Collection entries
····················

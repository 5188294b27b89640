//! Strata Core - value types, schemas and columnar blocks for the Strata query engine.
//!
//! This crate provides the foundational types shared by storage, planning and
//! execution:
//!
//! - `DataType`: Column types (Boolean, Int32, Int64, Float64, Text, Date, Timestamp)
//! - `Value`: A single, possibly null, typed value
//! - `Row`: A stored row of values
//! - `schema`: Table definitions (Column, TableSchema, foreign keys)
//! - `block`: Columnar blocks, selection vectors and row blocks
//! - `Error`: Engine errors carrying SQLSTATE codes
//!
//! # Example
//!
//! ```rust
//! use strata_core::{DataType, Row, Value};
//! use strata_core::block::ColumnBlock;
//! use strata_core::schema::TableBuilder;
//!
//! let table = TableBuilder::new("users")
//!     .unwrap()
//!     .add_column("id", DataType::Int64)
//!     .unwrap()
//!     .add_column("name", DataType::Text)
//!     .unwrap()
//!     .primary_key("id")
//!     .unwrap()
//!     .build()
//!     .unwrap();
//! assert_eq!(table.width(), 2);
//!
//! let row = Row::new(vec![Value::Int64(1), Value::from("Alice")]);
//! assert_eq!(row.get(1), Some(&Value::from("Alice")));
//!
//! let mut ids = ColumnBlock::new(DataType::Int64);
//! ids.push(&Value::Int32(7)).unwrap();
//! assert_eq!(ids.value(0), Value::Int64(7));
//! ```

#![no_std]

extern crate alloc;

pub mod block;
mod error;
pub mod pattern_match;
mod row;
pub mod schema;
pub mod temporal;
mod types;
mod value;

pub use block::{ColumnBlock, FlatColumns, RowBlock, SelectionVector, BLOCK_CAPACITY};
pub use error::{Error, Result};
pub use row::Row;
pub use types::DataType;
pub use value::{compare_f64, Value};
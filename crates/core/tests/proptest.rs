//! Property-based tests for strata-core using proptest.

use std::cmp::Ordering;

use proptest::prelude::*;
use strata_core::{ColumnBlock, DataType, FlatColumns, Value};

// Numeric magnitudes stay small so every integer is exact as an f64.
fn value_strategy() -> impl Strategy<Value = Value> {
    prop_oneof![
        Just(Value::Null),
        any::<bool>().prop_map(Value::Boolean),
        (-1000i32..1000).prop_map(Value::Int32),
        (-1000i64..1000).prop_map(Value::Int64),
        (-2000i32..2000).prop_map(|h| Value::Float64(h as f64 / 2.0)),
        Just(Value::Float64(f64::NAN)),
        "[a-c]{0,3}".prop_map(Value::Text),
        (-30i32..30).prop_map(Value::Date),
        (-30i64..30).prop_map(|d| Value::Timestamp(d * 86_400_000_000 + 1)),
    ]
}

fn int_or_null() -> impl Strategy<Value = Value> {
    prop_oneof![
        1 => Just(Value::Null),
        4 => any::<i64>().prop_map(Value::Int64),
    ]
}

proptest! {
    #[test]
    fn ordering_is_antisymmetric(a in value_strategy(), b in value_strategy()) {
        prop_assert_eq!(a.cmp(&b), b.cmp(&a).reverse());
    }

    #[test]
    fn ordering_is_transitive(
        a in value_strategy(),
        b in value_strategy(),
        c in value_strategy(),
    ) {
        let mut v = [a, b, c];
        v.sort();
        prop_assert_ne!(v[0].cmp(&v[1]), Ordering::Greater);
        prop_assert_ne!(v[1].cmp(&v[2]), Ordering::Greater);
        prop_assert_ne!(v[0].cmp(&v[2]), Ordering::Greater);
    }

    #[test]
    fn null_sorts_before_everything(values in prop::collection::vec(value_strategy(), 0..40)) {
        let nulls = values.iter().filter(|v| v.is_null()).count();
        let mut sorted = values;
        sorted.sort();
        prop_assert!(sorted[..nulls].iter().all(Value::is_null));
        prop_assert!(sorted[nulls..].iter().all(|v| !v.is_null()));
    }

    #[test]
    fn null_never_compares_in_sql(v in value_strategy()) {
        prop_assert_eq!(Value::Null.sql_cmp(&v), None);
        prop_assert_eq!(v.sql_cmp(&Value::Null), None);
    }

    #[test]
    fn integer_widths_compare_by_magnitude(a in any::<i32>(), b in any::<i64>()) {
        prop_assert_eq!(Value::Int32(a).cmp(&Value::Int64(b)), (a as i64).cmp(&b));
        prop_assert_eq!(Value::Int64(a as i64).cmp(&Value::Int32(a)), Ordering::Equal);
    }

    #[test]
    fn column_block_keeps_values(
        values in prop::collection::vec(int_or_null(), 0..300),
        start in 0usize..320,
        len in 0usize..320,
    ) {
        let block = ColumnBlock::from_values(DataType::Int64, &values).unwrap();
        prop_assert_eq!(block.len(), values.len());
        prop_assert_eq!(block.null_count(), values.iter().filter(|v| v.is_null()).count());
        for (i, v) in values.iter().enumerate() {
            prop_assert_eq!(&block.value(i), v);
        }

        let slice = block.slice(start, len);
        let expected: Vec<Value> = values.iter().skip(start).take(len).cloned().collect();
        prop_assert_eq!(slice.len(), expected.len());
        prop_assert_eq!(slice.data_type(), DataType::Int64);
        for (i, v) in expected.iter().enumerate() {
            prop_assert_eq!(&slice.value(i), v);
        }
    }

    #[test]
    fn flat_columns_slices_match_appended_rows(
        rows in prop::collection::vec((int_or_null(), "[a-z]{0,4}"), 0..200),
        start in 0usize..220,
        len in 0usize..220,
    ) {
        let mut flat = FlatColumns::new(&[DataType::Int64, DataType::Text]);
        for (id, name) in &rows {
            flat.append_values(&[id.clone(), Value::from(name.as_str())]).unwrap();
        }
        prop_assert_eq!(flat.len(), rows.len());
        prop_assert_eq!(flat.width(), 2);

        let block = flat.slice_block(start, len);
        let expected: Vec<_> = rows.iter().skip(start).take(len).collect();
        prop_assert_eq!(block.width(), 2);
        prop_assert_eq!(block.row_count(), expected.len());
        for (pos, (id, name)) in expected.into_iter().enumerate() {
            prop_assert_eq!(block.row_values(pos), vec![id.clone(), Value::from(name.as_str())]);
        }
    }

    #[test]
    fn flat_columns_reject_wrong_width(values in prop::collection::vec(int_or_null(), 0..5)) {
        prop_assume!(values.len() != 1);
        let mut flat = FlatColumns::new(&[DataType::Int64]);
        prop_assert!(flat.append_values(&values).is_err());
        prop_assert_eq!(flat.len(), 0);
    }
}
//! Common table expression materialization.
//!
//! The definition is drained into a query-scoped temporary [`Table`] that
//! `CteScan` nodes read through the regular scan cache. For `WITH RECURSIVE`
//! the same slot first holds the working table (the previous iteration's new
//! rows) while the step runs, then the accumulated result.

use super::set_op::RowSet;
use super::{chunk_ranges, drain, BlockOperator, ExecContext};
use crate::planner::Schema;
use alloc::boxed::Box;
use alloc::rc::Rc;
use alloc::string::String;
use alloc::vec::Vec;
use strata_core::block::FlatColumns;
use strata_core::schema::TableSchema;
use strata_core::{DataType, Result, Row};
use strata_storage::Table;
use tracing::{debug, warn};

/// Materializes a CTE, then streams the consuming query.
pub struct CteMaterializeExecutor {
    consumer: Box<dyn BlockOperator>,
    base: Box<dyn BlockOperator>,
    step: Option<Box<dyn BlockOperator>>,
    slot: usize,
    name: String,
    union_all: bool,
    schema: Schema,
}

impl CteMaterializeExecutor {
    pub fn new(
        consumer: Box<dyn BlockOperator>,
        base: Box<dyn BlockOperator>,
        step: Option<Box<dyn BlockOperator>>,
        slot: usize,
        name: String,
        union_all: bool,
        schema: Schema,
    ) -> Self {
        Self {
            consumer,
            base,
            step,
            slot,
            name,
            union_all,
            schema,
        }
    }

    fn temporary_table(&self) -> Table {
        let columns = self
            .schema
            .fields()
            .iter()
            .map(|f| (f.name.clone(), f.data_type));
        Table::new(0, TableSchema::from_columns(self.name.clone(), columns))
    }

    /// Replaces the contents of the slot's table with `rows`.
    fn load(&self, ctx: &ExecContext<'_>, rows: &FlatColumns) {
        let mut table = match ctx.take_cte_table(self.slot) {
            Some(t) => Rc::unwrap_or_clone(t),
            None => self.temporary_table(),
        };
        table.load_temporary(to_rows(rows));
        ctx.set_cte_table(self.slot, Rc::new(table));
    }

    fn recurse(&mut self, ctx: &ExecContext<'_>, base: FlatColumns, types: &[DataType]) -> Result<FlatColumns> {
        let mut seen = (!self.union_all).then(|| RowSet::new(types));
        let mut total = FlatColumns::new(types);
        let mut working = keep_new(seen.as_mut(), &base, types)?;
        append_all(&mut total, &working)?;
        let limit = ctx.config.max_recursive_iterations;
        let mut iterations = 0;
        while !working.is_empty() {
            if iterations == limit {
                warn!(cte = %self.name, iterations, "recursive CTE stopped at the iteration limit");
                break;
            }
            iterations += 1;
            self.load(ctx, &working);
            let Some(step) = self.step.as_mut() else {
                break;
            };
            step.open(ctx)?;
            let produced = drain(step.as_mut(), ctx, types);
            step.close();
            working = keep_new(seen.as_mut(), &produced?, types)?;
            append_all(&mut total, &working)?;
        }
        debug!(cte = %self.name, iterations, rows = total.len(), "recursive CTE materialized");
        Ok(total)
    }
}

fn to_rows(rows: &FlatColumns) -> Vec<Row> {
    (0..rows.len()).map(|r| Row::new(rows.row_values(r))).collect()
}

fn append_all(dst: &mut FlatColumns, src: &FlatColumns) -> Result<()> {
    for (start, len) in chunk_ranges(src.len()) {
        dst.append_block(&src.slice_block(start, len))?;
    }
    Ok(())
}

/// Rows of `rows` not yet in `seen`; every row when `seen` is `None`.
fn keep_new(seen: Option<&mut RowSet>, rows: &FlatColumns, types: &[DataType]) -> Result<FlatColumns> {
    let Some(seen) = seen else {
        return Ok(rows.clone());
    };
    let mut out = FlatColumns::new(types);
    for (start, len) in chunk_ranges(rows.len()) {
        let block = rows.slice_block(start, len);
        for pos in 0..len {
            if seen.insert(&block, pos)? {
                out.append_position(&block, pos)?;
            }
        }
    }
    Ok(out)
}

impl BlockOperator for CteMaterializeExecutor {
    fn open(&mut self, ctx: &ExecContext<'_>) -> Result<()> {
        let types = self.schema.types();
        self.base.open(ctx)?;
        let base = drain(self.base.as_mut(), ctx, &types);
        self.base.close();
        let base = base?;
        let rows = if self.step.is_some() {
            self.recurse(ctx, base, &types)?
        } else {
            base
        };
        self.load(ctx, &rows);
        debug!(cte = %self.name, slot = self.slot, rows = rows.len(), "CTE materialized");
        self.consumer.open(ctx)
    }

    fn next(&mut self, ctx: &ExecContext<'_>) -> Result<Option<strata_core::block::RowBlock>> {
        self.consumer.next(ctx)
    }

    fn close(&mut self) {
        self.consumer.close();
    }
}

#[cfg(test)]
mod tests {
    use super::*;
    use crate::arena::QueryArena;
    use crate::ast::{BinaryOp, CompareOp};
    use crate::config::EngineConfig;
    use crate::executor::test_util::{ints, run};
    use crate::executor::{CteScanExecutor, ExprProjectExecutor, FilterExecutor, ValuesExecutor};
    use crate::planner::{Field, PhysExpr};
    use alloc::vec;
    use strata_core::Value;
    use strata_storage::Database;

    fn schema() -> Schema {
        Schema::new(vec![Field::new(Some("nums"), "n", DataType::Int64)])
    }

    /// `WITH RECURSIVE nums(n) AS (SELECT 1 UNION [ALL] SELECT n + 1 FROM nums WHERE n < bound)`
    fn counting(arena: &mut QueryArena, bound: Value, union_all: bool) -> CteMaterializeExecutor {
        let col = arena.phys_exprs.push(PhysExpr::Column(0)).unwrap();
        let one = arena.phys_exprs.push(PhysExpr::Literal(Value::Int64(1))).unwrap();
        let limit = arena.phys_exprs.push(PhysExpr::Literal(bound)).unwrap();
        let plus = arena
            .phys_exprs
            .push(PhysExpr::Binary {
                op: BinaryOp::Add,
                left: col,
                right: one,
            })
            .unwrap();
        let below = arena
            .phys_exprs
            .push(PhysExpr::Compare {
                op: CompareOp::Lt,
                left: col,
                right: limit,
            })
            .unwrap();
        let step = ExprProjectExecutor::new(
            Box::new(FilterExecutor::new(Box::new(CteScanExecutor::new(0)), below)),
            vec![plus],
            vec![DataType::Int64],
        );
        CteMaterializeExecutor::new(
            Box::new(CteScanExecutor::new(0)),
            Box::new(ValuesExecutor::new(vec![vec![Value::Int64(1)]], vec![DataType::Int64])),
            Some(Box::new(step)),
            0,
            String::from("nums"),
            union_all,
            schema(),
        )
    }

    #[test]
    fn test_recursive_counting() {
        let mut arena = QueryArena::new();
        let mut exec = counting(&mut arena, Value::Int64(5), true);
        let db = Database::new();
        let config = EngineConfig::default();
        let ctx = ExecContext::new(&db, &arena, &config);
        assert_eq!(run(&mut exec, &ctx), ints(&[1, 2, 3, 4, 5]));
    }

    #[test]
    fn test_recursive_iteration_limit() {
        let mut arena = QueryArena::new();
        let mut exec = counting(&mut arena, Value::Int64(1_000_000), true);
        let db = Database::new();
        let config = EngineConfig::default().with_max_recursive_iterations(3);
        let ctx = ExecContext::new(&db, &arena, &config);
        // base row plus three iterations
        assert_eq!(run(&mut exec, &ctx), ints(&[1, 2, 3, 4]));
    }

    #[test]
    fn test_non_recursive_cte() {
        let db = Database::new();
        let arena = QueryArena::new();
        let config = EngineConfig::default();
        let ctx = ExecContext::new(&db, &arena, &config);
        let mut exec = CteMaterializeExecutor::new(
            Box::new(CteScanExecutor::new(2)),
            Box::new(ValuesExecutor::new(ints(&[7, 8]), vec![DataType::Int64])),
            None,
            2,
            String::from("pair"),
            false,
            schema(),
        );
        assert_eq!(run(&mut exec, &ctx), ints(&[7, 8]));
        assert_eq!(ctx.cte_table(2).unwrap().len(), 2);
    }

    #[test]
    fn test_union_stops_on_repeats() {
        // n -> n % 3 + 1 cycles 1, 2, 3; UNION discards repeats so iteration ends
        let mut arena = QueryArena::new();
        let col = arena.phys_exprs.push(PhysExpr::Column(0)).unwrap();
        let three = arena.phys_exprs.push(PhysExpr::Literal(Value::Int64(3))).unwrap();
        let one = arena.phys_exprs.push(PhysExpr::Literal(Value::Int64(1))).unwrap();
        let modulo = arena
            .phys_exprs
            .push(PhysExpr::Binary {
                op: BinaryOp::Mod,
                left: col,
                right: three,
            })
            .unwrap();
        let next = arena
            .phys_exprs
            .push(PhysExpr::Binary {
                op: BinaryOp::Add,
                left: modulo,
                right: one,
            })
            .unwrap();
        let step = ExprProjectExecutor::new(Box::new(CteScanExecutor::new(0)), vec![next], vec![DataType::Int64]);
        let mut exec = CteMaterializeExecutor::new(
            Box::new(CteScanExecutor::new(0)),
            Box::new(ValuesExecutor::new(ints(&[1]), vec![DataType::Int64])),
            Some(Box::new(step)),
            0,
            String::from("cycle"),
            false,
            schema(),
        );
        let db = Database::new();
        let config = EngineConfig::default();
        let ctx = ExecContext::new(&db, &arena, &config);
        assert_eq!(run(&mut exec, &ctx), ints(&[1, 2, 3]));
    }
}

····················

### YOUR GOAL
Using the records above, select and copy every line that has the word "planner".

### RESPONSE
use crate::planner::Schema;
    use crate::planner::{Field, PhysExpr};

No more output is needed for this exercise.